Ovarian insufficiency such as premature ovarian failure and early menopause is an emerging problem in the treatment of female reproduction. The development of alternative therapeutic agents is essential to restore ovarian function. Resveratrol is a polyphenol complex known to have different effects in various tissues and cells under physiological and pathological conditions. In cancer cells, resveratrol has potent anti-inflammatory and antioxidant effects and has been found to induce apoptosis and cell cycle arrest. Bezerra et al. found that RES promotes primordial follicle activation by reducing DNA breaks and stimulates granulosa cell proliferation by activating the PI3K pathway. In the arat model of POI, Li et al. RES inhibited granulosa cell proliferation by activating the PI3K/AKT signaling pathway to inhibit granulosa cell apoptosis.

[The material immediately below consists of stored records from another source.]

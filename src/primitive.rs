//! Registry of the scalar types a UDT field can be declared with.
//!
//! The registry is a fixed table built once on first lookup; names match
//! case-insensitively (`Bool`, `BOOL` and `bool` are the same type).

use crate::error::UdtError;
use std::collections::HashMap;
use std::fmt;
use std::sync::OnceLock;

/// A scalar type known to the registry.
#[derive(Debug, Clone, Copy, PartialEq, Eq, Hash)]
pub enum PrimitiveType {
    Bool,
    Byte,
    Word,
    DWord,
    LWord,
    SInt,
    Int,
    DInt,
    LInt,
    USInt,
    UInt,
    UDInt,
    ULInt,
    Real,
    LReal,
    Time,
    Date,
    TimeOfDay,
    DateAndTime,
    Char,
    WChar,
    /// Marker only: string fields carry a length and use [`crate::field::StringField`].
    String,
    /// Marker only, see [`PrimitiveType::String`].
    WString,
}

impl PrimitiveType {
    pub const ALL: [PrimitiveType; 23] = [
        PrimitiveType::Bool,
        PrimitiveType::Byte,
        PrimitiveType::Word,
        PrimitiveType::DWord,
        PrimitiveType::LWord,
        PrimitiveType::SInt,
        PrimitiveType::Int,
        PrimitiveType::DInt,
        PrimitiveType::LInt,
        PrimitiveType::USInt,
        PrimitiveType::UInt,
        PrimitiveType::UDInt,
        PrimitiveType::ULInt,
        PrimitiveType::Real,
        PrimitiveType::LReal,
        PrimitiveType::Time,
        PrimitiveType::Date,
        PrimitiveType::TimeOfDay,
        PrimitiveType::DateAndTime,
        PrimitiveType::Char,
        PrimitiveType::WChar,
        PrimitiveType::String,
        PrimitiveType::WString,
    ];

    /// Canonical (upper-case) name as written in UDT sources.
    pub fn name(self) -> &'static str {
        match self {
            PrimitiveType::Bool => "BOOL",
            PrimitiveType::Byte => "BYTE",
            PrimitiveType::Word => "WORD",
            PrimitiveType::DWord => "DWORD",
            PrimitiveType::LWord => "LWORD",
            PrimitiveType::SInt => "SINT",
            PrimitiveType::Int => "INT",
            PrimitiveType::DInt => "DINT",
            PrimitiveType::LInt => "LINT",
            PrimitiveType::USInt => "USINT",
            PrimitiveType::UInt => "UINT",
            PrimitiveType::UDInt => "UDINT",
            PrimitiveType::ULInt => "ULINT",
            PrimitiveType::Real => "REAL",
            PrimitiveType::LReal => "LREAL",
            PrimitiveType::Time => "TIME",
            PrimitiveType::Date => "DATE",
            PrimitiveType::TimeOfDay => "TIME_OF_DAY",
            PrimitiveType::DateAndTime => "DATE_AND_TIME",
            PrimitiveType::Char => "CHAR",
            PrimitiveType::WChar => "WCHAR",
            PrimitiveType::String => "STRING",
            PrimitiveType::WString => "WSTRING",
        }
    }

    pub fn bit_size(self) -> usize {
        match self {
            PrimitiveType::Bool => 1,
            PrimitiveType::Byte
            | PrimitiveType::SInt
            | PrimitiveType::USInt
            | PrimitiveType::Char
            | PrimitiveType::String => 8,
            PrimitiveType::Word
            | PrimitiveType::Int
            | PrimitiveType::UInt
            | PrimitiveType::Date
            | PrimitiveType::WChar
            | PrimitiveType::WString => 16,
            PrimitiveType::DWord
            | PrimitiveType::DInt
            | PrimitiveType::UDInt
            | PrimitiveType::Real
            | PrimitiveType::Time
            | PrimitiveType::TimeOfDay => 32,
            PrimitiveType::LWord
            | PrimitiveType::LInt
            | PrimitiveType::ULInt
            | PrimitiveType::LReal
            | PrimitiveType::DateAndTime => 64,
        }
    }

    /// `ceil(bit_size / 8)`.
    pub fn byte_size(self) -> usize {
        self.bit_size().div_ceil(8)
    }

    pub fn is_bool(self) -> bool {
        self == PrimitiveType::Bool
    }

    /// True for `STRING`/`WSTRING`, which need a declared length.
    pub fn is_string_marker(self) -> bool {
        matches!(self, PrimitiveType::String | PrimitiveType::WString)
    }

    /// Case-insensitive registry lookup.
    pub fn lookup(name: &str) -> Result<PrimitiveType, UdtError> {
        registry()
            .get(name.trim().to_ascii_uppercase().as_str())
            .copied()
            .ok_or_else(|| UdtError::UnknownType(name.trim().to_string()))
    }
}

impl fmt::Display for PrimitiveType {
    fn fmt(&self, f: &mut fmt::Formatter<'_>) -> fmt::Result {
        f.write_str(self.name())
    }
}

fn registry() -> &'static HashMap<&'static str, PrimitiveType> {
    static REGISTRY: OnceLock<HashMap<&'static str, PrimitiveType>> = OnceLock::new();
    REGISTRY.get_or_init(|| PrimitiveType::ALL.iter().map(|t| (t.name(), *t)).collect())
}

#[cfg(test)]
mod tests {
    use super::*;

    #[test]
    fn lookup_ignores_case() {
        assert_eq!(PrimitiveType::lookup("bool").unwrap(), PrimitiveType::Bool);
        assert_eq!(PrimitiveType::lookup("DWord").unwrap(), PrimitiveType::DWord);
        assert_eq!(
            PrimitiveType::lookup("Date_And_Time").unwrap(),
            PrimitiveType::DateAndTime
        );
    }

    #[test]
    fn lookup_unknown_fails() {
        match PrimitiveType::lookup("S5TIME") {
            Err(UdtError::UnknownType(name)) => assert_eq!(name, "S5TIME"),
            other => panic!("expected UnknownType, got {:?}", other),
        }
    }

    #[test]
    fn byte_sizes_round_up() {
        assert_eq!(PrimitiveType::Bool.byte_size(), 1);
        assert_eq!(PrimitiveType::Int.byte_size(), 2);
        assert_eq!(PrimitiveType::Real.byte_size(), 4);
        assert_eq!(PrimitiveType::DateAndTime.byte_size(), 8);
    }

    #[test]
    fn every_entry_resolves_by_its_name() {
        for t in PrimitiveType::ALL {
            assert_eq!(PrimitiveType::lookup(t.name()).unwrap(), t);
        }
    }
}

To investigate the effect of resveratrol against oxidative stress in POF ovaries, we measured the mRNA levels or activities of key antioxidant enzymes in POF ovaries and RES group ovaries. The results showed that the expression levels of SOD2 and CAT were decreased in the POF group compared with the control group, while the expression levels of GPx, SOD2, and CAT were significantly upregulated in the 40 mg/kg RES group. the total SOD and SOD2 enzyme activities were significantly lower in the POF group than in the control group, and the activity levels of the other two key antioxidant enzymes, GPx and CAT, were also significantly lower in the POF group than in the control group. Total SOD, SOD2, GPx, and CAT levels were significantly higher in the RES-treated group than in the POF group. In addition, the levels of MDA and ROS in the POF group were significantly upregulated and gradually decreased after RES treatment. Further, we isolated POF ovaries and incubated them with 1um RES in vitro for 72 h. Corresponding to the in vivo changes, the mRNA expression levels of the three antioxidant enzymes were significantly decreased in the POF group compared with the normal group, and RES treatment significantly restored the enzyme activities in POF ovaries. RT-PCR and Western blot analysis showed that compared with POF ovaries, RES treatment partially but significantly increased the expression levels of Moh and Oct4, suggesting a rescue effect of RES on germ-line cells in the POF model.
To optimize the concentration, we selected five different doses of RES co-cultured with fgcs at 0.1, 0.5, 1.5, and 10 μm in the CCK-8 method. compared with the normal group, the activity of FGSCs was slightly enhanced in the 0.1 μm and 5 μm groups, significantly increased in the 0.5 μm and 1 μm groups, and decreased in the 10 μm group, indicating that 0.5 μm and 1 RES were suitable concentrations for FGSC proliferation. To investigate the protective effect of resveratrol on FGCS, RES was co-cultured with FGCS pretreated with 40 bu for 48 h to simulate the POF model. After 72 h of RES treatment, the SOD2 level in the 0.5 group was slightly higher than that in the BU group, while that in the 1 um group was significantly higher than that in the BU group. the MDA concentration in the RES group was significantly lower than that in the BU group and higher than that in the normal group. Although BU significantly inhibited the proliferation of FGSC, RES effectively increased the activity of fgcs in CCK-8 analysis. Western blotting experiments showed that Mvh and Oct4 expression levels were significantly downregulated in the BU group, and this change was reversed after 72h of RES treatment.